Collected data entries:
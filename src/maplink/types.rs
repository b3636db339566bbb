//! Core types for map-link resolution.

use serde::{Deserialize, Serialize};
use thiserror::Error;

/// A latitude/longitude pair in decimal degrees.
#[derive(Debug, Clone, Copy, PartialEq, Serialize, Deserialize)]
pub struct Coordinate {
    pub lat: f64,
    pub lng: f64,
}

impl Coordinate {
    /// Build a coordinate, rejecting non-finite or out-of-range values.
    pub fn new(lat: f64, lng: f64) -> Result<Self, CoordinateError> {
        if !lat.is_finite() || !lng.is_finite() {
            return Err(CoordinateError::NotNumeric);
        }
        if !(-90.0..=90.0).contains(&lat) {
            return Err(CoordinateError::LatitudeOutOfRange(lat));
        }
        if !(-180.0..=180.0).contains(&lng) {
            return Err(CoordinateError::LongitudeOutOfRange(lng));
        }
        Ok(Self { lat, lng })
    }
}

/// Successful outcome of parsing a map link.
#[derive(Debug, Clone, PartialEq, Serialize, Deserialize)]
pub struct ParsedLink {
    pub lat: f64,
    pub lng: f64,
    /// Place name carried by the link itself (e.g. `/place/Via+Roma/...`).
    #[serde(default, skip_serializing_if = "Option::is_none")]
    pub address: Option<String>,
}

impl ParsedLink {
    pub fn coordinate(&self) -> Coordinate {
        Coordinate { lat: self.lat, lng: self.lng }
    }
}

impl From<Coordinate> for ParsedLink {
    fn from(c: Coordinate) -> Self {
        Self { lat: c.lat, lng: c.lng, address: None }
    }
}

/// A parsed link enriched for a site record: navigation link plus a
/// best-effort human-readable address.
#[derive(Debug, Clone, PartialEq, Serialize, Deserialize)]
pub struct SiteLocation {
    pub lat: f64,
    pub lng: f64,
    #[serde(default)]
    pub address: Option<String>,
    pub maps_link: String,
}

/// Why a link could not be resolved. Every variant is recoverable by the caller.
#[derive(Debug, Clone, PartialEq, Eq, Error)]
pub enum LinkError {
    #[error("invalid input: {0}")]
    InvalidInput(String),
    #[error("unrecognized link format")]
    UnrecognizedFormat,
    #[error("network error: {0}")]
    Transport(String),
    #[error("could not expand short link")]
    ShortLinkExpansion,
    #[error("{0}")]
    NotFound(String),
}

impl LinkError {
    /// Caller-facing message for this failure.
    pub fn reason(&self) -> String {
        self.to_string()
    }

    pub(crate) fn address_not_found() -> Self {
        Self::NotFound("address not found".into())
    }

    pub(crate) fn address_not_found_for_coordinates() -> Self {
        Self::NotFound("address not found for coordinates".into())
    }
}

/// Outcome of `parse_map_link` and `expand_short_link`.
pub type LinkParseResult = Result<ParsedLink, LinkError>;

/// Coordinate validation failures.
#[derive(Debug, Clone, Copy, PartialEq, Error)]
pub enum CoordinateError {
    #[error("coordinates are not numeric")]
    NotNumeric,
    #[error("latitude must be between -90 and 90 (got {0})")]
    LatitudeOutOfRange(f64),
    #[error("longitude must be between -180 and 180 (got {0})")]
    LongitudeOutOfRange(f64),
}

* * *

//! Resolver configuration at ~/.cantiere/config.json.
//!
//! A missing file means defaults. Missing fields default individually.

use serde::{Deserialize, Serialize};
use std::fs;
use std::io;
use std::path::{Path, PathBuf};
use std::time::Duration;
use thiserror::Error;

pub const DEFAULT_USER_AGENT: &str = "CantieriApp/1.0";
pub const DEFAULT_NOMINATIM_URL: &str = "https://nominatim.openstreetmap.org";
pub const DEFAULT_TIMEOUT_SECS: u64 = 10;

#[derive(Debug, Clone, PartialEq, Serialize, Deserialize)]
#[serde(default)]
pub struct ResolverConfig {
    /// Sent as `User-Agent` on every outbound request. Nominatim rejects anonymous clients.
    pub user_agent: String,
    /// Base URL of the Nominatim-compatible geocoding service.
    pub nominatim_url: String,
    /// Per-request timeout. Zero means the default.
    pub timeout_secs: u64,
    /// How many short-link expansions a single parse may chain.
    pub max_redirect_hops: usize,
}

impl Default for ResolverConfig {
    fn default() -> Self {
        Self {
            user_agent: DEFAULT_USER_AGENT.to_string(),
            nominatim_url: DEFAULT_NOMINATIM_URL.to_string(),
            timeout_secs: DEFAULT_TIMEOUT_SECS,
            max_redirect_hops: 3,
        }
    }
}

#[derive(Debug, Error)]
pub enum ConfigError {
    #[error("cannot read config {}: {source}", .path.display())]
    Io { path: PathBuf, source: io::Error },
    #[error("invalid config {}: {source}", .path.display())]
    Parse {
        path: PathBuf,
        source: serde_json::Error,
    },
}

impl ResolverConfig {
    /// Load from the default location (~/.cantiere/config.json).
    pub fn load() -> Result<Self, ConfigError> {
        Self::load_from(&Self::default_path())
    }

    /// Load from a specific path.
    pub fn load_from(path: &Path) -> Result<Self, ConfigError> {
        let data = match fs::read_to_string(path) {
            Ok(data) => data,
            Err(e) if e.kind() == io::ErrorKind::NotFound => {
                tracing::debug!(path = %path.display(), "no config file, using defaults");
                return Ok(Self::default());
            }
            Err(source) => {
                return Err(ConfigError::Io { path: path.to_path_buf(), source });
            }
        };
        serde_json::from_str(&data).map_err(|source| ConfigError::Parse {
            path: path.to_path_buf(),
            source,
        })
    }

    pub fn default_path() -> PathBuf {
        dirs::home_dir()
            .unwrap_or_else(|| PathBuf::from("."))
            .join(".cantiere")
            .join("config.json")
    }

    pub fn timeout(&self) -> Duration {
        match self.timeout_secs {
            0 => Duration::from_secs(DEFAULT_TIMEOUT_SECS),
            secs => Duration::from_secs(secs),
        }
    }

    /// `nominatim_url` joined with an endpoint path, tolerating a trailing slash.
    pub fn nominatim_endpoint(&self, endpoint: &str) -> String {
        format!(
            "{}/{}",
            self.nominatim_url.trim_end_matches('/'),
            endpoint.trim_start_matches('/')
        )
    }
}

Required action: Could you restate word for word the lines above from the one containing "filename src/maplink/types.rs" through the one containing "by the caller.", both included, and nothing else?

Your solution:
filename src/maplink/types.rs
repository b3636db339566bbb
//! Core types for map-link resolution.

use serde::{Deserialize, Serialize};
use thiserror::Error;

/// A latitude/longitude pair in decimal degrees.
#[derive(Debug, Clone, Copy, PartialEq, Serialize, Deserialize)]
pub struct Coordinate {
    pub lat: f64,
    pub lng: f64,
}

impl Coordinate {
    /// Build a coordinate, rejecting non-finite or out-of-range values.
    pub fn new(lat: f64, lng: f64) -> Result<Self, CoordinateError> {
        if !lat.is_finite() || !lng.is_finite() {
            return Err(CoordinateError::NotNumeric);
        }
        if !(-90.0..=90.0).contains(&lat) {
            return Err(CoordinateError::LatitudeOutOfRange(lat));
        }
        if !(-180.0..=180.0).contains(&lng) {
            return Err(CoordinateError::LongitudeOutOfRange(lng));
        }
        Ok(Self { lat, lng })
    }
}

/// Successful outcome of parsing a map link.
#[derive(Debug, Clone, PartialEq, Serialize, Deserialize)]
pub struct ParsedLink {
    pub lat: f64,
    pub lng: f64,
    /// Place name carried by the link itself (e.g. `/place/Via+Roma/...`).
    #[serde(default, skip_serializing_if = "Option::is_none")]
    pub address: Option<String>,
}

impl ParsedLink {
    pub fn coordinate(&self) -> Coordinate {
        Coordinate { lat: self.lat, lng: self.lng }
    }
}

impl From<Coordinate> for ParsedLink {
    fn from(c: Coordinate) -> Self {
        Self { lat: c.lat, lng: c.lng, address: None }
    }
}

/// A parsed link enriched for a site record: navigation link plus a
/// best-effort human-readable address.
#[derive(Debug, Clone, PartialEq, Serialize, Deserialize)]
pub struct SiteLocation {
    pub lat: f64,
    pub lng: f64,
    #[serde(default)]
    pub address: Option<String>,
    pub maps_link: String,
}

/// Why a link could not be resolved. Every variant is recoverable by the caller.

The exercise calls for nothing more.